The Wooden Wolf sera alors une source de chaleur en plus du feu, de la brûlure d’un alcool fort, des morts de souffrance et d’ivresse d’un auteur à la fêlure infinie. Cet ami, arrivé comme un fantôme, m’emmènera sur les rives d’une Amérique que nous voyons différemment depuis « There is no-one what will take care of you », mais lui en y ayant installé sa cabane en bois, ses amours perdus, ses fantômes, ses amis défunts, ses rêves macabres ou ses rêves à la volonté timide. Il y a alors à cet instant quelque chose qui me traversa, vous l’expliquer serait aussi difficile que de comprendre pourquoi je ne sais pas écouter « not too amuzed » de Sebadoh sans me noyer. Quelque chose qui semble tenir de l’émotion, mais qui est à chercher plus en profondeur. Pas un feu sacré, mais certainement une rivière où les retours ne seraient pas aisés, mais qu’emprunter reviendrait à un genre de félicité, même si celle-ci mettrait la mélancolie dans le camp des aimables sentiments.

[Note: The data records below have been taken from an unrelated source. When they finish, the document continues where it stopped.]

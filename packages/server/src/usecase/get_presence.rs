//! UseCase: 参加者一覧の取得

use std::sync::Arc;

use crate::domain::{Participant, ParticipantRegistry};

/// 現在の参加者一覧を取得するユースケース
pub struct GetPresenceUseCase {
    registry: Arc<dyn ParticipantRegistry>,
}

impl GetPresenceUseCase {
    /// 新しい GetPresenceUseCase を作成
    pub fn new(registry: Arc<dyn ParticipantRegistry>) -> Self {
        Self { registry }
    }

    /// 参加順（同時刻は ID 順）に並べた参加者のスナップショットを返す
    pub async fn execute(&self) -> Vec<Arc<Participant>> {
        let mut participants = self.registry.snapshot().await;
        participants.sort_by_key(|p| (p.joined_at(), p.id()));
        participants
    }
}
//! Value objects of the chat domain.

use std::{fmt, str::FromStr};

use serde::Serialize;
use uuid::Uuid;

use super::error::ValidationError;

/// Maximum number of characters in a display name.
pub const MAX_DISPLAY_NAME_CHARS: usize = 42;

/// Identity of one joined connection.
///
/// Unique per connection, not per display name.
#[derive(Debug, Clone, Copy, PartialEq, Eq, Hash, PartialOrd, Ord, Serialize)]
#[serde(transparent)]
pub struct ParticipantId(Uuid);

impl ParticipantId {
    pub fn as_uuid(&self) -> &Uuid {
        &self.0
    }
}

impl From<Uuid> for ParticipantId {
    fn from(value: Uuid) -> Self {
        Self(value)
    }
}

impl fmt::Display for ParticipantId {
    fn fmt(&self, f: &mut fmt::Formatter<'_>) -> fmt::Result {
        self.0.fmt(f)
    }
}

/// Generates fresh participant ids.
pub struct ParticipantIdFactory;

impl ParticipantIdFactory {
    /// Random v4 UUIDs are not reused for the lifetime of the process.
    pub fn generate() -> ParticipantId {
        ParticipantId(Uuid::new_v4())
    }
}

/// Display name chosen at join time.
#[derive(Debug, Clone, PartialEq, Eq, Hash, Serialize)]
#[serde(transparent)]
pub struct DisplayName(String);

impl DisplayName {
    /// Validate and wrap a display name.
    ///
    /// The limit counts characters, not bytes.
    pub fn new(value: String) -> Result<Self, ValidationError> {
        if value.is_empty() {
            return Err(ValidationError::EmptyDisplayName);
        }
        let chars = value.chars().count();
        if chars > MAX_DISPLAY_NAME_CHARS {
            return Err(ValidationError::DisplayNameTooLong(chars));
        }
        Ok(Self(value))
    }

    pub fn as_str(&self) -> &str {
        &self.0
    }

    pub fn into_string(self) -> String {
        self.0
    }

    /// Uppercased first character, used as an avatar.
    pub fn initial(&self) -> String {
        self.0
            .chars()
            .next()
            .map(|c| c.to_uppercase().collect())
            .unwrap_or_default()
    }
}

impl TryFrom<String> for DisplayName {
    type Error = ValidationError;

    fn try_from(value: String) -> Result<Self, Self::Error> {
        Self::new(value)
    }
}

impl fmt::Display for DisplayName {
    fn fmt(&self, f: &mut fmt::Formatter<'_>) -> fmt::Result {
        f.write_str(&self.0)
    }
}

/// Fixed set of participant categories (`gender` on the wire).
#[derive(Debug, Clone, Copy, PartialEq, Eq, Hash, Serialize)]
#[serde(rename_all = "lowercase")]
pub enum Category {
    Male,
    Female,
    Other,
}

impl Category {
    pub const ALL: [Category; 3] = [Category::Male, Category::Female, Category::Other];

    pub fn as_str(&self) -> &'static str {
        match self {
            Self::Male => "male",
            Self::Female => "female",
            Self::Other => "other",
        }
    }
}

impl FromStr for Category {
    type Err = ValidationError;

    fn from_str(s: &str) -> Result<Self, Self::Err> {
        match s {
            "" => Err(ValidationError::EmptyCategory),
            "male" => Ok(Self::Male),
            "female" => Ok(Self::Female),
            "other" => Ok(Self::Other),
            unknown => Err(ValidationError::UnknownCategory(unknown.to_string())),
        }
    }
}

impl fmt::Display for Category {
    fn fmt(&self, f: &mut fmt::Formatter<'_>) -> fmt::Result {
        f.write_str(self.as_str())
    }
}

/// Unix timestamp in milliseconds.
#[derive(Debug, Clone, Copy, PartialEq, Eq, Hash, PartialOrd, Ord, Serialize)]
#[serde(transparent)]
pub struct Timestamp(i64);

impl Timestamp {
    pub fn new(value: i64) -> Self {
        Self(value)
    }

    pub fn value(&self) -> i64 {
        self.0
    }
}

/// Free text of a chat message, unescaped.
#[derive(Debug, Clone, PartialEq, Eq)]
pub struct MessageBody(String);

impl MessageBody {
    pub fn new(value: String) -> Self {
        Self(value)
    }

    pub fn as_str(&self) -> &str {
        &self.0
    }
}

impl From<String> for MessageBody {
    fn from(value: String) -> Self {
        Self::new(value)
    }
}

Je n’ai pas refermé le livre, il semblait lui être irrigué, je laissais un verre plein, car j’étais persuadé que cette apparition allait se manifester, le feu lui, rageur ne se consumait pas, il crépitait comme des ondes envoyées pour panser nos plaies et nos affres.

Je me suis dés lors promis de laisser une place auprès de moi pour The Wooden Wolf, car on ne croise que rarement quelqu’un vous donnant autant. Terrassant.